**PROBLEM TO SOLVE**
Nothing but a number belongs in the answer: how many lines of the records below contain the string "usize".

**Collected data entries**
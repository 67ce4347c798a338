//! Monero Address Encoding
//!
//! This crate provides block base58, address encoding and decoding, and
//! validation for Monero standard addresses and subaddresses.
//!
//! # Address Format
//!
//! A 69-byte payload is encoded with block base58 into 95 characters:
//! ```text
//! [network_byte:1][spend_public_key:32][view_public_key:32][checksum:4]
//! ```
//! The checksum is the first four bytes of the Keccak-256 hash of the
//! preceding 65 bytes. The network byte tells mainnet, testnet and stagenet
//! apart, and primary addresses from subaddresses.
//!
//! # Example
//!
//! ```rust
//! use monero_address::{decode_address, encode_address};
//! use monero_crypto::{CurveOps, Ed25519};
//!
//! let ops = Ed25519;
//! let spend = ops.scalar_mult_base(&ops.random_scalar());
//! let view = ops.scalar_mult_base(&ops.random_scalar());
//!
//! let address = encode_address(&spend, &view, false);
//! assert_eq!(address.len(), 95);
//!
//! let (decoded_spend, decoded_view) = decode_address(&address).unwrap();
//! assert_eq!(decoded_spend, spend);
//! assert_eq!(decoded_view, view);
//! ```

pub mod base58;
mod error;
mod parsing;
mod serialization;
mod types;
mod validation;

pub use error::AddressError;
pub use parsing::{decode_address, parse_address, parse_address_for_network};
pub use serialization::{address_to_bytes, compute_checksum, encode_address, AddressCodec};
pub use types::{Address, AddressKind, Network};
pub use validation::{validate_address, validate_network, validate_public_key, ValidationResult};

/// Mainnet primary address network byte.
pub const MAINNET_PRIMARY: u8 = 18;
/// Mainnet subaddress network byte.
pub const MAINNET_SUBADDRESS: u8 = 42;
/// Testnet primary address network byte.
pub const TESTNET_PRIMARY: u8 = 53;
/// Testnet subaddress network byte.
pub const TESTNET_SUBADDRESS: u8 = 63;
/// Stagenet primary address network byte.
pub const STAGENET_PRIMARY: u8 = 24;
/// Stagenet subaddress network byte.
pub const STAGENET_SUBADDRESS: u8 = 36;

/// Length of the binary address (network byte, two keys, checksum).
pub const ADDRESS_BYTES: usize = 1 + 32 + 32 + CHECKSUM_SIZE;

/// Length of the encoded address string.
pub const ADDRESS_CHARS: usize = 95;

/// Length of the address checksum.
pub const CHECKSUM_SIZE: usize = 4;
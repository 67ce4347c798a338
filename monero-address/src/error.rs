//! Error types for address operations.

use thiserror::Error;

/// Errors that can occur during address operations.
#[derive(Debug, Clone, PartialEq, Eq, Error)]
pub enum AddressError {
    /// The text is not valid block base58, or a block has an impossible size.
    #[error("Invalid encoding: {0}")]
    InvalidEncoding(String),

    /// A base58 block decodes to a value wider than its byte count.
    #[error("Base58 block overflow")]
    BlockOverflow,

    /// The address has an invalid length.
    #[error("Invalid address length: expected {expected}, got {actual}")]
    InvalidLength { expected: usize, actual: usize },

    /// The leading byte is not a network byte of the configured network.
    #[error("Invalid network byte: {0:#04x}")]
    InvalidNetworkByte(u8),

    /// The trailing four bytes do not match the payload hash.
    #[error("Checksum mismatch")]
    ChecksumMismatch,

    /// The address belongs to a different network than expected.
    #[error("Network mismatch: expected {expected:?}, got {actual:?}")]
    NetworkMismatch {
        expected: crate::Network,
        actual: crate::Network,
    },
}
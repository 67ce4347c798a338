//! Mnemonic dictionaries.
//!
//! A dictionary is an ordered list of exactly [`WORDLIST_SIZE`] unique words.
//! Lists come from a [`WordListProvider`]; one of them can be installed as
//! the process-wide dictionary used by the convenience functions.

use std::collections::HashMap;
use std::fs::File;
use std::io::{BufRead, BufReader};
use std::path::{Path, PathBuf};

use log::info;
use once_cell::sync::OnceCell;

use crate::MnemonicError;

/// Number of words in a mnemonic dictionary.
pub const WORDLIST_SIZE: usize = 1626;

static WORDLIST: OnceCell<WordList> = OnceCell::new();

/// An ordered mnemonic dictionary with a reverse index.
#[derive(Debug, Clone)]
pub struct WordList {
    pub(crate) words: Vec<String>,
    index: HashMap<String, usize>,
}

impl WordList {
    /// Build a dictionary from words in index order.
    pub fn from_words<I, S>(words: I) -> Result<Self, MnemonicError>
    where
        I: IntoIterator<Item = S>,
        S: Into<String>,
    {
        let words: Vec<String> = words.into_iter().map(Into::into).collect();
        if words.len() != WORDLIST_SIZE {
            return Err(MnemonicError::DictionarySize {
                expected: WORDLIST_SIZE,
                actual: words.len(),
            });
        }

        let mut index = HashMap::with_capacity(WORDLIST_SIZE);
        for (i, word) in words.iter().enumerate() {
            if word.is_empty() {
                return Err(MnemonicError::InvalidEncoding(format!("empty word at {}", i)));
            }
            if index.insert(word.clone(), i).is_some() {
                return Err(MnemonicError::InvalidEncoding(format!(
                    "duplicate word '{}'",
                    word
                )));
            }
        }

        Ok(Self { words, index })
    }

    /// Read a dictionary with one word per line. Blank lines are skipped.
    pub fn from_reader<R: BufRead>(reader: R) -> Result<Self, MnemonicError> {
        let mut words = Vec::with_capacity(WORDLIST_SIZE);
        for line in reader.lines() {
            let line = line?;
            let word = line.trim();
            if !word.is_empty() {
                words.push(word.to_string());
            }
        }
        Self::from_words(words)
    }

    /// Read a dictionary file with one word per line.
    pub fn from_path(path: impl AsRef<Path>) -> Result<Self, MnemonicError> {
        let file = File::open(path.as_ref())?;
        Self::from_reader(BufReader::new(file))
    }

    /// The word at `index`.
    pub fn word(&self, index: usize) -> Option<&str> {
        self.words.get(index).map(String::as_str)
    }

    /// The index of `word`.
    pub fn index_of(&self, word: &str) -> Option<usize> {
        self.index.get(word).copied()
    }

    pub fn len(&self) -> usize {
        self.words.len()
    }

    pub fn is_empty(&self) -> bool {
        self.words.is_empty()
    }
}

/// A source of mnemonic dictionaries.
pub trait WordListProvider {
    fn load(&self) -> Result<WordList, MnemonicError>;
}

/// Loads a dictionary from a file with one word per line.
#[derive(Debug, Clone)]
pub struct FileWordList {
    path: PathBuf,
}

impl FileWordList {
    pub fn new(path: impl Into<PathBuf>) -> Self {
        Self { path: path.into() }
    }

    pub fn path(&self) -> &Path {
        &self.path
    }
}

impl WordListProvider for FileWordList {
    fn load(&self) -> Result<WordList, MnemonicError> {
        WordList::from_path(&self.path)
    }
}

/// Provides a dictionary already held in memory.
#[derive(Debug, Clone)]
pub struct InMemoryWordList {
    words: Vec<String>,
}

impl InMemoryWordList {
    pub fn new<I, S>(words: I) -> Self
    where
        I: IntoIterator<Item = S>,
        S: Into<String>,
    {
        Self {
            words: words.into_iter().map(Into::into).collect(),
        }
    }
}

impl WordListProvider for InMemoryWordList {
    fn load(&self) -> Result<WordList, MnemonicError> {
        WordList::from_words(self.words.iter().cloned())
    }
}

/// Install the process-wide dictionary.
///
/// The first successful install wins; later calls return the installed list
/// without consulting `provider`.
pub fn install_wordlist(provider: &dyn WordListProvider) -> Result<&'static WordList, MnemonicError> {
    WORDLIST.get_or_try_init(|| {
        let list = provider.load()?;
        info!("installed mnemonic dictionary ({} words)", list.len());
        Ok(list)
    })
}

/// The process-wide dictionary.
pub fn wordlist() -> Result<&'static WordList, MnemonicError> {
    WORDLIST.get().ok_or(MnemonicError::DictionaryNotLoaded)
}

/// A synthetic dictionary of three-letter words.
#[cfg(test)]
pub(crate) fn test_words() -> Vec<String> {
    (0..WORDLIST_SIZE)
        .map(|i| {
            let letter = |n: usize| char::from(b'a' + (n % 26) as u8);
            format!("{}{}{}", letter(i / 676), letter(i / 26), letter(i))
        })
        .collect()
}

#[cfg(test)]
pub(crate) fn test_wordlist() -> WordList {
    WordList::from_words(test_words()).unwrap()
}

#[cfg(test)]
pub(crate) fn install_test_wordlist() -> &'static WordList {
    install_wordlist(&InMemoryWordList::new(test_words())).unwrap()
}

**RESULT OF THE EXERCISE**
10